#### THE PROBLEM
Beginning with the line that contains "Ok(toml::from_str(src)?)", copy each remaining line of the data below exactly.

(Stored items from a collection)
'''
use serde::{Deserialize, Serialize};
use std::fs;
use std::path::Path;
use tracing::info;

use crate::estimation::EstimationConfig;
use crate::units::{AreaUnit, EnergyUnit};

/// 설정 파일 기본 경로.
pub const DEFAULT_CONFIG_PATH: &str = "solar_config.toml";

/// 결과 표시 단위.
#[derive(Debug, Clone, Serialize, Deserialize)]
#[serde(default)]
pub struct DefaultUnits {
    pub area: AreaUnit,
    pub energy: EnergyUnit,
}

impl Default for DefaultUnits {
    fn default() -> Self {
        Self {
            area: AreaUnit::SquareMeter,
            energy: EnergyUnit::KilowattHour,
        }
    }
}

/// 애플리케이션 설정을 표현한다.
#[derive(Debug, Clone, Default, Serialize, Deserialize)]
#[serde(default)]
pub struct Config {
    /// UI 언어 코드(ko, en). 없으면 시스템 로케일을 따른다.
    #[serde(skip_serializing_if = "Option::is_none")]
    pub language: Option<String>,
    pub estimation: EstimationConfig,
    pub default_units: DefaultUnits,
}

/// 설정 로드/저장 시 발생 가능한 오류를 표현한다.
#[derive(Debug)]
pub enum ConfigError {
    /// 파일 입출력 오류
    Io(std::io::Error),
    /// TOML 역직렬화 오류
    Serde(toml::de::Error),
    /// TOML 직렬화 오류
    Serialize(toml::ser::Error),
}

impl std::fmt::Display for ConfigError {
    fn fmt(&self, f: &mut std::fmt::Formatter<'_>) -> std::fmt::Result {
        match self {
            ConfigError::Io(e) => write!(f, "파일 입출력 오류: {e}"),
            ConfigError::Serde(e) => write!(f, "설정 파싱 오류: {e}"),
            ConfigError::Serialize(e) => write!(f, "설정 직렬화 오류: {e}"),
        }
    }
}

impl std::error::Error for ConfigError {}

impl From<std::io::Error> for ConfigError {
    fn from(value: std::io::Error) -> Self {
        ConfigError::Io(value)
    }
}

impl From<toml::de::Error> for ConfigError {
    fn from(value: toml::de::Error) -> Self {
        ConfigError::Serde(value)
    }
}

impl From<toml::ser::Error> for ConfigError {
    fn from(value: toml::ser::Error) -> Self {
        ConfigError::Serialize(value)
    }
}

/// 설정 파일을 로드하거나 없으면 기본 설정을 만들어 저장한다.
pub fn load_or_default(path: &Path) -> Result<Config, ConfigError> {
    if path.exists() {
        let content = fs::read_to_string(path)?;
        let cfg = Config::from_toml_str(&content)?;
        info!(path = %path.display(), "loaded config");
        Ok(cfg)
    } else {
        let cfg = Config::default();
        cfg.save(path)?;
        info!(path = %path.display(), "created default config");
        Ok(cfg)
    }
}

impl Config {
    pub fn from_toml_str(src: &str) -> Result<Self, ConfigError> {
        Ok(toml::from_str(src)?)
    }

    pub fn to_toml_string(&self) -> Result<String, ConfigError> {
        Ok(toml::to_string_pretty(self)?)
    }

    /// 설정을 파일에 저장한다.
    pub fn save(&self, path: &Path) -> Result<(), ConfigError> {
        fs::write(path, self.to_toml_string()?)?;
        Ok(())
    }
}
'''
#### ANSWER TO THIS TASK
        Ok(toml::from_str(src)?)
    }

    pub fn to_toml_string(&self) -> Result<String, ConfigError> {
        Ok(toml::to_string_pretty(self)?)
    }

    /// 설정을 파일에 저장한다.
    pub fn save(&self, path: &Path) -> Result<(), ConfigError> {
        fs::write(path, self.to_toml_string()?)?;
        Ok(())
    }
}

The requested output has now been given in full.